The BDN Opinion section operates independently and does not set newsroom policies or contribute to reporting or editing articles elsewhere in the newspaper or on bangordailynews.com.
Ally Keppel of Brunswick and Allie McCormack of Freeport were members of the Maine Child Welfare Ombudsman Board. Keppel is the former chairman of the board.
If you are concerned about a child being neglected or abused, call the 24-hour Maine hotline at 800-452-1999 or 711 to speak to a child protection specialist. Calls can be made anonymously. For more information visit maine.gov/dhhs/ocfs/cw/reporting_abuse.
Last Monday, we resigned from the Maine Child Welfare Ombudsman Board. We are the two oldest board members, including Ally Keppel’s service as chairman of the board.
Collectively, we spent 16 years on the Board of Directors interacting with the Maine Child Protective Services Ombudsman and listening to current Ombudsman Christine Alberi growing concerns concerning the Department of Health and Human Resources. These concerns reached a crescendo before the deaths of Kendall Chick and Marissa Kennedy in 2017 and 2018, and were brought to the attention of lawmakers in Maine by the Ombudsman before the tragic deaths of these two children.
After the deaths of Kendall Chick and Marissa Kennedy, the Ombudsman continued to report significant concerns related to the management of child welfare in Maine, as well as the DHHS ‘continued resistance to its findings. Over time, the ombudsman’s reports to the board have taken on a strange familiarity, and the 2019 and Annual reports 2020 The Maine legislature continued to expose the same systemic security issues that led to these unnecessary child deaths.
Another legislative session passed without significant change, and newspaper articles reporting multiple child deaths involving some degree of DHHS involvement arrived as feared. The processes created as a result of death of Logan Marr in 2001, including the ombudsman, were clearly ineffective in influencing the DHHS, which ignores or actively resists the ombudsman’s findings.
It is a supreme irony that there is no legal requirement for the DHHS to report child deaths to the ombudsman. Unfortunately, the Ombudsman hears about these deaths when the public does, or through unofficial channels.
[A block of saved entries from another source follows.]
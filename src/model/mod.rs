//! Rotated-rectangle brightness model and its gradient-descent refiner.
//!
//! A ship seen in a log-compressed radar crop is approximated by a bright
//! rectangle (`scale` wide, `ratio * scale` long) on a uniform background,
//! rotated about its own center. The refiner adjusts the six parameters to
//! minimise the sum of squared differences against the observed crop.
//!
//! Modules
//! - `params` – the six-parameter model value and conversions.
//! - `render` – forward model (paint, then rotate with nearest-neighbor lookup).
//! - `cost` – sum-of-squared-error objective.
//! - `fit` – forward-difference gradients, per-parameter learning rates, clamps.
//!
//! Gradients are estimated numerically: the rotation step is piecewise
//! constant, so an analytic gradient of the rendering does not exist. Each
//! iteration costs seven renders. The optimizer is local; callers should start
//! from the coarse box geometry and filter results by final cost.

mod cost;
mod fit;
mod options;
mod params;
mod render;

pub use cost::sum_squared_error;
pub use fit::{FitBounds, IterationRecord, ModelFit, ModelRefiner};
pub use options::{FitOptions, ModelOptions};
pub use params::{ModelParams, ParamVector, PARAM_COUNT};
pub use render::{paint_rectangle, render_model, rotate_about};

use crate::error::RefineError;
use crate::image::ImageF32;

/// Forward model with a fixed length-to-width ratio.
#[derive(Clone, Debug, Default)]
pub struct ShipModel {
    options: ModelOptions,
}

impl ShipModel {
    pub fn new(options: ModelOptions) -> Self {
        Self { options }
    }

    #[inline]
    pub fn ratio(&self) -> f64 {
        self.options.length_to_width_ratio
    }

    /// Synthetic `width × height` image for `params`.
    pub fn render(&self, width: usize, height: usize, params: &ModelParams) -> ImageF32 {
        render_model(width, height, params, self.ratio())
    }

    /// Sum of squared errors against `observed`, plus the rendering it was
    /// computed from.
    pub fn cost(&self, observed: &ImageF32, params: &ModelParams) -> (f64, ImageF32) {
        let rendered = self.render(observed.w, observed.h, params);
        (sum_squared_error(observed, &rendered), rendered)
    }
}

/// [`ShipModel::render`] with the default ratio.
pub fn render(width: usize, height: usize, params: &ModelParams) -> ImageF32 {
    ShipModel::default().render(width, height, params)
}

/// [`ShipModel::cost`] with the default ratio.
pub fn cost(observed: &ImageF32, params: &ModelParams) -> (f64, ImageF32) {
    ShipModel::default().cost(observed, params)
}

/// [`ModelRefiner::fit`] with default model and optimizer settings.
pub fn fit(observed: &ImageF32, initial: &[f64]) -> Result<ModelFit, RefineError> {
    ModelRefiner::default().fit(observed, initial)
}
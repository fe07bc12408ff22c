//! Arena of pixel clusters with stable handles.
//!
//! Merging moves every member of the absorbed cluster into the surviving one
//! and retires the absorbed slot instead of removing it, so handles taken
//! before a merge pass stay valid for the whole pass.

use crate::types::{BoundingBox, PixelCoord};
use nalgebra::Vector2;

/// Stable handle into a [`ClusterStore`].
#[derive(Clone, Copy, Debug, PartialEq, Eq, PartialOrd, Ord, Hash)]
pub struct ClusterId(usize);

impl ClusterId {
    pub fn index(self) -> usize {
        self.0
    }
}

/// A set of pixel coordinates believed to belong to one object.
#[derive(Clone, Debug)]
pub struct Cluster {
    members: Vec<PixelCoord>,
    /// Running (row, col) sum so the centroid is O(1).
    sum: Vector2<f64>,
    live: bool,
}

impl Cluster {
    fn singleton(p: PixelCoord) -> Self {
        Self {
            members: vec![p],
            sum: Vector2::new(p.row as f64, p.col as f64),
            live: true,
        }
    }

    pub fn members(&self) -> &[PixelCoord] {
        &self.members
    }

    pub fn is_live(&self) -> bool {
        self.live
    }

    /// Mean (row, col) of the members.
    pub fn centroid(&self) -> Vector2<f64> {
        self.sum / self.members.len().max(1) as f64
    }

    /// Min/max row and column of the members, as an inclusive-span box.
    pub fn bounding_box(&self) -> Option<BoundingBox> {
        let first = self.members.first()?;
        let (mut r0, mut r1, mut c0, mut c1) = (first.row, first.row, first.col, first.col);
        for p in &self.members[1..] {
            r0 = r0.min(p.row);
            r1 = r1.max(p.row);
            c0 = c0.min(p.col);
            c1 = c1.max(p.col);
        }
        Some(BoundingBox::new(
            c0 as f64,
            r0 as f64,
            (c1 - c0) as f64,
            (r1 - r0) as f64,
        ))
    }
}

/// Outcome of [`ClusterStore::merge_to_fixed_point`].
#[derive(Clone, Copy, Debug, Default, PartialEq, Eq)]
pub struct MergeStats {
    /// Full pairwise passes, including the final pass without merges.
    pub passes: usize,
    pub merges: usize,
}

#[derive(Clone, Debug, Default)]
pub struct ClusterStore {
    clusters: Vec<Cluster>,
}

impl ClusterStore {
    /// One singleton cluster per seed, in seed order.
    pub fn from_seeds(seeds: impl IntoIterator<Item = PixelCoord>) -> Self {
        Self {
            clusters: seeds.into_iter().map(Cluster::singleton).collect(),
        }
    }

    /// Number of slots, live or retired.
    pub fn len(&self) -> usize {
        self.clusters.len()
    }

    pub fn is_empty(&self) -> bool {
        self.clusters.is_empty()
    }

    pub fn live_count(&self) -> usize {
        self.clusters.iter().filter(|c| c.live).count()
    }

    pub fn get(&self, id: ClusterId) -> Option<&Cluster> {
        self.clusters.get(id.0)
    }

    /// Live clusters in ascending handle order.
    pub fn live(&self) -> impl Iterator<Item = (ClusterId, &Cluster)> {
        self.clusters
            .iter()
            .enumerate()
            .filter(|(_, c)| c.live)
            .map(|(i, c)| (ClusterId(i), c))
    }

    /// Handle of the live cluster holding `p`, if any.
    pub fn find(&self, p: PixelCoord) -> Option<ClusterId> {
        self.live()
            .find(|(_, c)| c.members.contains(&p))
            .map(|(id, _)| id)
    }

    /// Move every member of `from` into `into` and retire `from`.
    fn absorb(&mut self, into: usize, from: usize) {
        debug_assert_ne!(into, from);
        let moved = std::mem::take(&mut self.clusters[from].members);
        let sum = std::mem::replace(&mut self.clusters[from].sum, Vector2::zeros());
        self.clusters[from].live = false;
        let target = &mut self.clusters[into];
        target.members.extend(moved);
        target.sum += sum;
    }

    /// Merge clusters whose centroids are closer than `threshold_px` until a
    /// full pass performs no merge.
    ///
    /// Pairs are visited with `i` ascending, then `j > i` ascending. The
    /// centroid of `i` is taken once per row of the scan, while `j` always
    /// uses its current centroid.
    pub fn merge_to_fixed_point(&mut self, threshold_px: f64) -> MergeStats {
        let n = self.clusters.len();
        let mut stats = MergeStats::default();
        loop {
            stats.passes += 1;
            let mut merged = false;
            for i in 0..n {
                if !self.clusters[i].live {
                    continue;
                }
                let ci = self.clusters[i].centroid();
                for j in (i + 1)..n {
                    if !self.clusters[j].live {
                        continue;
                    }
                    let cj = self.clusters[j].centroid();
                    if (ci - cj).norm() < threshold_px {
                        self.absorb(i, j);
                        stats.merges += 1;
                        merged = true;
                    }
                }
            }
            if !merged {
                return stats;
            }
        }
    }
}

#[cfg(test)]
mod tests {
    use super::*;

    fn store(points: &[(usize, usize)]) -> ClusterStore {
        ClusterStore::from_seeds(points.iter().map(|&(r, c)| PixelCoord::new(r, c)))
    }

    #[test]
    fn absorbed_slots_stay_addressable() {
        let mut s = store(&[(0, 0), (0, 1), (50, 50)]);
        let stats = s.merge_to_fixed_point(2.0);
        assert_eq!(s.len(), 3);
        assert_eq!(s.live_count(), 2);
        assert_eq!(stats.merges, 1);
        let retired = s.get(ClusterId(1)).unwrap();
        assert!(!retired.is_live());
        assert!(retired.members().is_empty());
        assert_eq!(s.get(ClusterId(0)).unwrap().members().len(), 2);
    }

    #[test]
    fn centroid_tracks_merged_members() {
        let mut s = store(&[(0, 0), (0, 2), (2, 1)]);
        s.merge_to_fixed_point(3.0);
        let (_, c) = s.live().next().unwrap();
        let centroid = c.centroid();
        assert!((centroid[0] - 2.0 / 3.0).abs() < 1e-12);
        assert!((centroid[1] - 1.0).abs() < 1e-12);
    }

    #[test]
    fn later_pass_catches_shifted_centroid() {
        // (0,0)+(0,3) merge into a centroid at col 1.5, which brings (0,5)
        // within reach only once the second pass recomputes the row centroid.
        let mut s = store(&[(0, 0), (0, 3), (0, 5)]);
        let stats = s.merge_to_fixed_point(3.6);
        assert_eq!(s.live_count(), 1);
        assert!(stats.passes >= 2);
    }

    #[test]
    fn threshold_is_strict() {
        let mut s = store(&[(0, 0), (0, 4)]);
        s.merge_to_fixed_point(4.0);
        assert_eq!(s.live_count(), 2);
    }

    #[test]
    fn bounding_box_uses_inclusive_span() {
        let s = store(&[(7, 3)]);
        let (_, c) = s.live().next().unwrap();
        assert_eq!(c.bounding_box(), Some(BoundingBox::new(3.0, 7.0, 0.0, 0.0)));
    }
}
More shamefully, the ombudsman’s requests to examine the specific facts of these tragic deaths are meeting resistance. It took Rep. Patricial Hymanson, D-York, who used a statutory process to authorize the ombudsman to see again the death of Marissa Kennedy and Kendall Chick.
The ombudsman is currently carrying out the enormous task of trying to influence DHHS and improve Maine’s child welfare practices with a minimal budget allowing only two employees. This is laughable considering the size of the DHHS and the insight the Ombudsman has clearly brought to the growing problem of serious child abuse and neglect in our state.
Another problem is that the ombudsman must file annual requests for proposals with the governor to continue his work. Clearly, this critical function should have the protections of a multi-year appointment in order to survive the whims of changing administrations, promote honest independent reviews, and earn the respect the ombudsperson deserves from the DHHS.
Logan Marr’s death in 2001 sparked an initial legislative introspection and the creation of the Child Welfare Ombudsman. The unnecessary deaths of Marissa Kennedy and Kendall Chick sparked further soul-searching and some statutory changes. However, these changes were made without legislators ever having read the ombudsman’s reports on the causes of the deaths of these children. That should change. We are now dealing with four or more child deaths in a single month with varying degrees of DHHS involvement.
A recent death involved Maddox Williams, 3, of Stockton Springs, who reportedly had bruises all over his body, a fractured spine, brain bleeds, bleeding in the abdomen and three broken teeth. What Maddox went through is unimaginable.
Obviously, DHHS alone cannot guarantee that this will never happen again. However, as the agency responsible for child protection in Maine, the DHHS must be less resistant to outside influences and more willing to engage with the Maine Child Protection Services Ombudsman, whose annual reports to the legislature, unfortunately, have proven to be too accurate.